Most mammalian genes are equally expressed from the two inherited parental alleles. However, a puzzling subgroup known as imprinted genes are preferentially expressed from either the maternally- or paternally-inherited copy. Interestingly, many imprinted genes identified so far are expressed in the brain and mutations cause striking defects in brain development and function, in some cases leading to mental disorders such as autism-spectrum disorders. To better understand the extent of genomic imprinting in the brain and gain insights into its potential roles, I have investigated genomic imprinting in the Cerebellum.
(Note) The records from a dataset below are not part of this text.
//! Hook-tool backed `HookEnvironment`.
//!
//! Every query shells out to the control plane's hook tools with
//! `--format=json`. Results are memoised in an `InvocationCache` owned by the
//! `HookContext`, which lives exactly as long as one hook invocation.

use crate::adapters::host;
use crate::domain::model::{ExecutionEnvironment, UnitData};
use crate::domain::ports::{command_line, CommandRunner, HookEnvironment};
use crate::utils::error::{ReconcileError, Result};
use serde_json::{Map, Value};
use std::cell::RefCell;
use std::collections::HashMap;

/// `relation-get` exits with this status when the unit is not on the relation.
const RELATION_GET_ABSENT_STATUS: i32 = 2;

/// Memoised hook-tool answers, keyed by the full command line.
#[derive(Debug, Default)]
pub struct InvocationCache {
    entries: RefCell<HashMap<String, Value>>,
}

impl InvocationCache {
    pub fn new() -> Self {
        Self::default()
    }

    pub fn get(&self, key: &str) -> Option<Value> {
        self.entries.borrow().get(key).cloned()
    }

    pub fn insert(&self, key: String, value: Value) {
        self.entries.borrow_mut().insert(key, value);
    }

    /// Drops every entry whose key mentions `fragment`.
    pub fn flush(&self, fragment: &str) -> usize {
        let mut entries = self.entries.borrow_mut();
        let before = entries.len();
        entries.retain(|key, _| !key.contains(fragment));
        before - entries.len()
    }

    pub fn len(&self) -> usize {
        self.entries.borrow().len()
    }

    pub fn is_empty(&self) -> bool {
        self.entries.borrow().is_empty()
    }
}

pub struct HookContext<'a> {
    runner: &'a dyn CommandRunner,
    execution: ExecutionEnvironment,
    cache: InvocationCache,
    hostname: Option<String>,
}

impl<'a> HookContext<'a> {
    pub fn new(runner: &'a dyn CommandRunner, execution: ExecutionEnvironment) -> Self {
        Self {
            runner,
            execution,
            cache: InvocationCache::new(),
            hostname: None,
        }
    }

    /// Pins the hostname instead of asking the operating system.
    pub fn with_hostname(mut self, hostname: impl Into<String>) -> Self {
        self.hostname = Some(hostname.into());
        self
    }

    pub fn cache(&self) -> &InvocationCache {
        &self.cache
    }

    /// Runs a JSON-emitting hook tool. `Value::Null` stands for "no data": empty
    /// output, unparseable output, or the tool's documented absent status.
    fn query_json(&self, program: &str, args: &[&str], absent_status: Option<i32>) -> Result<Value> {
        let key = command_line(program, args);
        if let Some(value) = self.cache.get(&key) {
            return Ok(value);
        }

        let output = self.runner.output(program, args)?;
        let value = if output.is_success() {
            let stdout = output.stdout.trim();
            if stdout.is_empty() {
                Value::Null
            } else {
                match serde_json::from_str(stdout) {
                    Ok(value) => value,
                    Err(e) => {
                        tracing::warn!("Ignoring malformed output of `{}`: {}", key, e);
                        Value::Null
                    }
                }
            }
        } else if absent_status.is_some() && output.status == absent_status {
            Value::Null
        } else {
            return Err(ReconcileError::CommandFailed {
                command: key,
                code: output.status,
                output: output.combined(),
            });
        };

        self.cache.insert(key, value.clone());
        Ok(value)
    }
}

fn string_list(value: Value) -> Vec<String> {
    match value {
        Value::Array(items) => items
            .into_iter()
            .filter_map(|item| match item {
                Value::String(s) => Some(s),
                _ => None,
            })
            .collect(),
        _ => Vec::new(),
    }
}

fn scalar_to_string(value: Value) -> Option<String> {
    match value {
        Value::Null => None,
        Value::String(s) => Some(s),
        other => Some(other.to_string()),
    }
}

impl HookEnvironment for HookContext<'_> {
    fn execution(&self) -> &ExecutionEnvironment {
        &self.execution
    }

    fn relation_ids(&self, relation_name: &str) -> Result<Vec<String>> {
        let value = self.query_json("relation-ids", &["--format=json", relation_name], None)?;
        Ok(string_list(value))
    }

    fn related_units(&self, relation_id: &str) -> Result<Vec<String>> {
        let value = self.query_json("relation-list", &["--format=json", "-r", relation_id], None)?;
        Ok(string_list(value))
    }

    fn relation_get(&self, relation_id: &str, unit: &str) -> Result<Option<UnitData>> {
        let value = self.query_json(
            "relation-get",
            &["--format=json", "-r", relation_id, "-", unit],
            Some(RELATION_GET_ABSENT_STATUS),
        )?;

        match value {
            Value::Object(map) => Ok(Some(
                map.into_iter()
                    .filter_map(|(key, value)| scalar_to_string(value).map(|v| (key, v)))
                    .collect(),
            )),
            Value::Null => Ok(None),
            other => {
                tracing::warn!(
                    "Relation data from {} on {} is not a mapping: {}",
                    unit,
                    relation_id,
                    other
                );
                Ok(None)
            }
        }
    }

    fn relation_set(&self, relation_id: Option<&str>, settings: &UnitData) -> Result<()> {
        let pairs: Vec<String> = settings
            .iter()
            .map(|(key, value)| format!("{}={}", key, value))
            .collect();

        let mut args: Vec<&str> = Vec::new();
        if let Some(rid) = relation_id {
            args.extend(["-r", rid]);
        }
        args.extend(pairs.iter().map(String::as_str));

        self.runner.check_call("relation-set", &args)?;

        // Our own published settings are stale now.
        let flushed = self.cache.flush(&self.execution.unit_name);
        tracing::debug!("Flushed {} cached entries after relation-set", flushed);
        Ok(())
    }

    fn unit_get(&self, attribute: &str) -> Result<Option<String>> {
        let value = self.query_json("unit-get", &["--format=json", attribute], None)?;
        Ok(scalar_to_string(value))
    }

    fn config(&self) -> Result<Map<String, Value>> {
        match self.query_json("config-get", &["--format=json"], None)? {
            Value::Object(map) => Ok(map),
            Value::Null => Ok(Map::new()),
            other => Err(ReconcileError::ConfigError {
                message: format!("config-get returned a non-mapping value: {}", other),
            }),
        }
    }

    fn open_port(&self, port: u16, protocol: &str) -> Result<()> {
        self.runner
            .check_call("open-port", &[format!("{}/{}", port, protocol).as_str()])
    }

    fn close_port(&self, port: u16, protocol: &str) -> Result<()> {
        self.runner
            .check_call("close-port", &[format!("{}/{}", port, protocol).as_str()])
    }

    fn hostname(&self) -> Option<String> {
        self.hostname.clone().or_else(host::hostname)
    }
}
//! Charm configuration with a frozen copy of the previously saved snapshot.
//!
//! `changed` always compares against the snapshot loaded when the invocation
//! began, never against values set during this invocation. `save` merges
//! forward: keys from the snapshot that are missing locally are written back,
//! unless they were removed explicitly with `remove`.

use crate::utils::error::Result;
use serde_json::{Map, Value};
use std::collections::BTreeSet;
use std::fs;
use std::path::{Path, PathBuf};

pub const CONFIG_FILE_NAME: &str = ".juju-persistent-config";

#[derive(Debug, Clone)]
pub struct PersistentConfig {
    current: Map<String, Value>,
    previous: Option<Map<String, Value>>,
    removed: BTreeSet<String>,
    path: PathBuf,
}

impl PersistentConfig {
    /// Uses the snapshot file in `charm_dir`.
    pub fn load(current: Map<String, Value>, charm_dir: &Path) -> Result<Self> {
        Self::with_path(current, charm_dir.join(CONFIG_FILE_NAME))
    }

    pub fn with_path(current: Map<String, Value>, path: impl Into<PathBuf>) -> Result<Self> {
        let mut config = Self {
            current,
            previous: None,
            removed: BTreeSet::new(),
            path: path.into(),
        };
        if config.path.exists() {
            config.load_previous(None)?;
        }
        Ok(config)
    }

    /// Loads the snapshot to compare against. A `path` also redirects later saves.
    pub fn load_previous(&mut self, path: Option<&Path>) -> Result<()> {
        if let Some(path) = path {
            self.path = path.to_path_buf();
        }
        let content = fs::read_to_string(&self.path)?;
        let previous: Map<String, Value> = serde_json::from_str(&content)?;
        tracing::debug!(
            "Loaded {} previous config keys from {}",
            previous.len(),
            self.path.display()
        );
        self.previous = Some(previous);
        Ok(())
    }

    pub fn path(&self) -> &Path {
        &self.path
    }

    pub fn get(&self, key: &str) -> Option<&Value> {
        self.current.get(key)
    }

    pub fn set(&mut self, key: impl Into<String>, value: impl Into<Value>) {
        let key = key.into();
        self.removed.remove(&key);
        self.current.insert(key, value.into());
    }

    /// Removes `key` for good: `save` will not restore it from the snapshot.
    pub fn remove(&mut self, key: &str) -> Option<Value> {
        self.removed.insert(key.to_string());
        self.current.remove(key)
    }

    pub fn as_map(&self) -> &Map<String, Value> {
        &self.current
    }

    pub fn has_previous(&self) -> bool {
        self.previous.is_some()
    }

    /// True when no snapshot exists yet, or the value differs from the snapshot.
    pub fn changed(&self, key: &str) -> bool {
        if self.previous.is_none() {
            return true;
        }
        self.previous(key) != self.get(key)
    }

    pub fn previous(&self, key: &str) -> Option<&Value> {
        self.previous.as_ref().and_then(|previous| previous.get(key))
    }

    pub fn save(&mut self) -> Result<()> {
        if let Some(previous) = &self.previous {
            for (key, value) in previous {
                if !self.current.contains_key(key) && !self.removed.contains(key) {
                    self.current.insert(key.clone(), value.clone());
                }
            }
        }

        if let Some(parent) = self.path.parent() {
            fs::create_dir_all(parent)?;
        }
        let tmp_path = self.path.with_extension("tmp");
        fs::write(&tmp_path, serde_json::to_string_pretty(&self.current)?)?;
        fs::rename(&tmp_path, &self.path)?;
        tracing::debug!("Saved {} config keys to {}", self.current.len(), self.path.display());
        Ok(())
    }
}

#[cfg(test)]
mod tests {
    use super::*;
    use serde_json::json;
    use tempfile::TempDir;

    fn config_map(value: Value) -> Map<String, Value> {
        match value {
            Value::Object(map) => map,
            _ => panic!("expected an object"),
        }
    }

    #[test]
    fn test_everything_changed_without_snapshot() {
        let temp_dir = TempDir::new().unwrap();
        let config = PersistentConfig::load(
            config_map(json!({"storage-path": "data", "port": 80})),
            temp_dir.path(),
        )
        .unwrap();

        assert!(!config.has_previous());
        assert!(config.changed("storage-path"));
        assert!(config.changed("port"));
        assert!(config.changed("never-set"));
        assert_eq!(config.previous("storage-path"), None);
    }

    #[test]
    fn test_changed_compares_to_frozen_snapshot() {
        let temp_dir = TempDir::new().unwrap();
        let mut first =
            PersistentConfig::load(config_map(json!({"storage-path": "data"})), temp_dir.path())
                .unwrap();
        first.save().unwrap();

        let mut second =
            PersistentConfig::load(config_map(json!({"storage-path": "data"})), temp_dir.path())
                .unwrap();
        assert!(!second.changed("storage-path"));

        second.set("storage-path", "other");
        assert!(second.changed("storage-path"));
        assert_eq!(second.previous("storage-path"), Some(&json!("data")));

        second.set("storage-path", "data");
        assert!(!second.changed("storage-path"));
    }

    #[test]
    fn test_save_restores_untouched_keys() {
        let temp_dir = TempDir::new().unwrap();
        let mut first = PersistentConfig::load(
            config_map(json!({"storage-path": "data", "admin-password": "s3cret"})),
            temp_dir.path(),
        )
        .unwrap();
        first.save().unwrap();

        let mut second =
            PersistentConfig::load(config_map(json!({"storage-path": "data"})), temp_dir.path())
                .unwrap();
        second.save().unwrap();

        let third = PersistentConfig::load(Map::new(), temp_dir.path()).unwrap();
        assert_eq!(third.previous("admin-password"), Some(&json!("s3cret")));
    }

    #[test]
    fn test_explicit_remove_is_not_restored() {
        let temp_dir = TempDir::new().unwrap();
        let mut first = PersistentConfig::load(
            config_map(json!({"storage-path": "data", "stale": true})),
            temp_dir.path(),
        )
        .unwrap();
        first.save().unwrap();

        let mut second = PersistentConfig::load(
            config_map(json!({"storage-path": "data", "stale": true})),
            temp_dir.path(),
        )
        .unwrap();
        assert_eq!(second.remove("stale"), Some(json!(true)));
        second.save().unwrap();

        let third = PersistentConfig::load(Map::new(), temp_dir.path()).unwrap();
        assert_eq!(third.previous("stale"), None);
        assert_eq!(third.previous("storage-path"), Some(&json!("data")));
    }

    #[test]
    fn test_load_previous_from_other_path() {
        let temp_dir = TempDir::new().unwrap();
        let other = temp_dir.path().join("elsewhere.json");
        std::fs::write(&other, r#"{"port": 80}"#).unwrap();

        let mut config =
            PersistentConfig::load(config_map(json!({"port": 80})), temp_dir.path()).unwrap();
        config.load_previous(Some(&other)).unwrap();

        assert!(!config.changed("port"));
        assert_eq!(config.path(), other.as_path());
    }

    #[test]
    fn test_malformed_snapshot_is_an_error() {
        let temp_dir = TempDir::new().unwrap();
        std::fs::write(temp_dir.path().join(CONFIG_FILE_NAME), "{not json").unwrap();

        assert!(PersistentConfig::load(Map::new(), temp_dir.path()).is_err());
    }
}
The Cerebellum provides several experimental advantages and has interesting functions, some of them recently associated with autism. Using RNA-Seq I have profiled the maternal and paternal transcriptomes in the developing and adult mouse Cerebellum, and uncovered 124 genes under imprinting regulation, 40 of which had not been described as imprinted before. Interestingly, the parental bias of 50% of detected genes are regulated according to age. Furthermore, parental biases appear to substantially vary across adult brain regions and are often not observed in non-brain tissues. Finally, I observed an overrepresentation of genes involved in programed cell death among imprinted genes, suggesting that the phenomenon of imprinting may target this pathway with interesting functional implications.